### Information supplied ###

//! Docker-style image names: `[REGISTRY/][NAMESPACE/]REPOSITORY[:TAG]`
//!
//! An [ImageName] is split into four independent parts. Parsing only cares
//! about where one part ends and the next begins; whether each part follows
//! its naming rules is asked separately, and any part can be repaired in place
//! toward the closest name that does.
//!
//! ```
//! # use imagename::ImageName;
//! let mut image: ImageName = "Docker.io/My Team/Web App:_v1".parse().unwrap();
//! assert!(!image.is_valid());
//! assert_eq!(image.make_valid().to_string(), "Docker.io/my-team/web-app:v1");
//! assert!(image.is_valid());
//! ```

#[macro_use] extern crate lazy_static;

pub mod errors;
pub mod image;

pub use crate::image::ImageName;
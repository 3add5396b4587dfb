//! Application state

use battle_core::targeting::valid_targets;
use battle_core::types::PlayerInputPhase;
use battle_core::{
    AbilityData, Battle, BattleCharacter, BattleEvent, BattleSetup, CharacterId, CombatLog,
    EventSink, GameplayConfig, InputCommand,
};
use rand::SeedableRng;
use rand_chacha::ChaCha8Rng;
use std::cell::RefCell;
use std::rc::Rc;

const LOG_CAPACITY: usize = 200;

/// Bits of event state the screen shows that the battle does not keep
#[derive(Debug, Default)]
pub struct Hud {
    pub staged: Option<String>,
    /// Most recent character to take damage, for highlighting
    pub last_hit: Option<CharacterId>,
}

impl EventSink for Hud {
    fn publish(&mut self, event: &BattleEvent) {
        match event {
            BattleEvent::StagedActionChanged { description } => {
                self.staged = Some(description.clone());
            }
            BattleEvent::PlayerInputPhaseChanged {
                phase: PlayerInputPhase::SelectingAbility,
            }
            | BattleEvent::TurnEnded { .. } => self.staged = None,
            BattleEvent::DamageDealt { target, .. } => self.last_hit = Some(*target),
            _ => {}
        }
    }
}

pub struct App {
    pub battle: Battle<ChaCha8Rng>,
    pub log: Rc<RefCell<CombatLog>>,
    pub hud: Rc<RefCell<Hud>>,
    pub menu_cursor: usize,
    pub target_cursor: usize,
    pub log_scroll: usize,
    pub show_help: bool,
    pub seed: u64,
    setup: BattleSetup,
    config: GameplayConfig,
}

impl App {
    pub fn new(setup: BattleSetup, config: GameplayConfig, seed: u64) -> Self {
        let log = Rc::new(RefCell::new(CombatLog::new(LOG_CAPACITY)));
        let hud = Rc::new(RefCell::new(Hud::default()));
        let battle = Self::start(&setup, &config, seed, &log, &hud);

        App {
            battle,
            log,
            hud,
            menu_cursor: 0,
            target_cursor: 0,
            log_scroll: 0,
            show_help: false,
            seed,
            setup,
            config,
        }
    }

    fn start(
        setup: &BattleSetup,
        config: &GameplayConfig,
        seed: u64,
        log: &Rc<RefCell<CombatLog>>,
        hud: &Rc<RefCell<Hud>>,
    ) -> Battle<ChaCha8Rng> {
        Battle::new(setup.build(config), config.clone(), ChaCha8Rng::seed_from_u64(seed))
            .with_sink(Rc::clone(log))
            .with_sink(Rc::clone(hud))
    }

    /// Start a fresh battle with the next seed
    pub fn reset(&mut self) {
        self.seed = self.seed.wrapping_add(1);
        *self.log.borrow_mut() = CombatLog::new(LOG_CAPACITY);
        *self.hud.borrow_mut() = Hud::default();
        self.battle = Self::start(&self.setup, &self.config, self.seed, &self.log, &self.hud);
        self.menu_cursor = 0;
        self.target_cursor = 0;
        self.log_scroll = 0;
    }

    pub fn tick(&mut self, delta: f64) {
        self.battle.tick(delta);
    }

    pub fn phase(&self) -> Option<PlayerInputPhase> {
        self.battle.awaiting_input().then(|| self.battle.input().phase())
    }

    pub fn active_character(&self) -> Option<&BattleCharacter> {
        self.battle.active().and_then(|id| self.battle.field().get(id))
    }

    /// Abilities the active human character can pick from
    pub fn menu(&self) -> Vec<&AbilityData> {
        match (self.phase(), self.active_character()) {
            (Some(_), Some(c)) => c.action_menu(),
            _ => Vec::new(),
        }
    }

    /// Legal targets for the staged ability, while a target is being picked
    pub fn target_candidates(&self) -> Vec<CharacterId> {
        if self.phase() != Some(PlayerInputPhase::SelectingTarget) {
            return Vec::new();
        }
        match (self.battle.active(), self.battle.input().staged_ability()) {
            (Some(actor), Some(ability)) => valid_targets(self.battle.field(), actor, ability),
            _ => Vec::new(),
        }
    }

    /// Character under the target cursor
    pub fn highlighted_target(&self) -> Option<CharacterId> {
        self.target_candidates().get(self.target_cursor).copied()
    }

    pub fn on_up(&mut self) {
        match self.phase() {
            Some(PlayerInputPhase::SelectingAbility) => {
                self.menu_cursor = self.menu_cursor.saturating_sub(1);
            }
            Some(PlayerInputPhase::SelectingTarget) => {
                self.target_cursor = self.target_cursor.saturating_sub(1);
            }
            _ => {}
        }
    }

    pub fn on_down(&mut self) {
        match self.phase() {
            Some(PlayerInputPhase::SelectingAbility) => {
                let len = self.menu().len();
                if self.menu_cursor + 1 < len {
                    self.menu_cursor += 1;
                }
            }
            Some(PlayerInputPhase::SelectingTarget) => {
                let len = self.target_candidates().len();
                if self.target_cursor + 1 < len {
                    self.target_cursor += 1;
                }
            }
            _ => {}
        }
    }

    pub fn on_enter(&mut self) {
        let command = match self.phase() {
            Some(PlayerInputPhase::SelectingAbility) => {
                self.target_cursor = 0;
                InputCommand::AbilitySelected {
                    index: self.menu_cursor,
                }
            }
            Some(PlayerInputPhase::SelectingTarget) => match self.highlighted_target() {
                Some(target) => InputCommand::TargetSelected { target },
                None => return,
            },
            Some(PlayerInputPhase::AwaitingConfirmation) => InputCommand::ActionConfirmed,
            None => return,
        };

        let actor = self.battle.active();
        self.battle.submit(command);
        if self.battle.active() != actor || !self.battle.awaiting_input() {
            self.menu_cursor = 0;
        }
    }

    pub fn on_cancel(&mut self) {
        if self.phase().is_some() {
            self.battle.submit(InputCommand::ActionCancelled);
        }
    }

    pub fn pass_turn(&mut self) {
        self.battle.pass_turn();
        self.menu_cursor = 0;
    }

    pub fn scroll_log_up(&mut self) {
        self.log_scroll = self.log_scroll.saturating_add(1);
    }

    pub fn scroll_log_down(&mut self) {
        self.log_scroll = self.log_scroll.saturating_sub(1);
    }

    pub fn toggle_help(&mut self) {
        self.show_help = !self.show_help;
    }
}

#[cfg(test)]
mod tests {
    use super::*;
    use battle_core::config::default_battle_setup;
    use battle_core::types::BattleState;

    fn app() -> App {
        let mut app = App::new(default_battle_setup(), GameplayConfig::default(), 1);
        app.battle.run(100);
        app
    }

    #[test]
    fn test_menu_navigation_stays_in_bounds() {
        let mut app = app();
        assert_eq!(app.phase(), Some(PlayerInputPhase::SelectingAbility));
        let len = app.menu().len();

        for _ in 0..20 {
            app.on_down();
        }
        assert_eq!(app.menu_cursor, len - 1);
        for _ in 0..20 {
            app.on_up();
        }
        assert_eq!(app.menu_cursor, 0);
    }

    #[test]
    fn test_full_selection_flow() {
        let mut app = app();
        // Signature ability of the first actor needs a target
        app.on_enter();
        assert_eq!(app.phase(), Some(PlayerInputPhase::SelectingTarget));
        assert!(!app.target_candidates().is_empty());

        app.on_down();
        let target = app.highlighted_target();
        assert!(target.is_some());
        app.on_enter();
        assert_eq!(app.phase(), Some(PlayerInputPhase::AwaitingConfirmation));
        assert!(app.hud.borrow().staged.is_some());

        app.on_enter();
        assert_eq!(app.battle.state(), BattleState::ExecutingAction);
    }

    #[test]
    fn test_cancel_and_reset() {
        let mut app = app();
        app.on_enter();
        app.on_cancel();
        assert_eq!(app.phase(), Some(PlayerInputPhase::SelectingAbility));

        let seed = app.seed;
        app.reset();
        assert_eq!(app.seed, seed + 1);
        assert_eq!(app.battle.state(), BattleState::Setup);
        assert!(app.log.borrow().is_empty());
    }
}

###

== Task instructions ==
List each line of the records that holds the string "RefCell".

== Answer section ==
use std::cell::RefCell;
    pub log: Rc<RefCell<CombatLog>>,
    pub hud: Rc<RefCell<Hud>>,
        let log = Rc::new(RefCell::new(CombatLog::new(LOG_CAPACITY)));
        let hud = Rc::new(RefCell::new(Hud::default()));
        log: &Rc<RefCell<CombatLog>>,
        hud: &Rc<RefCell<Hud>>,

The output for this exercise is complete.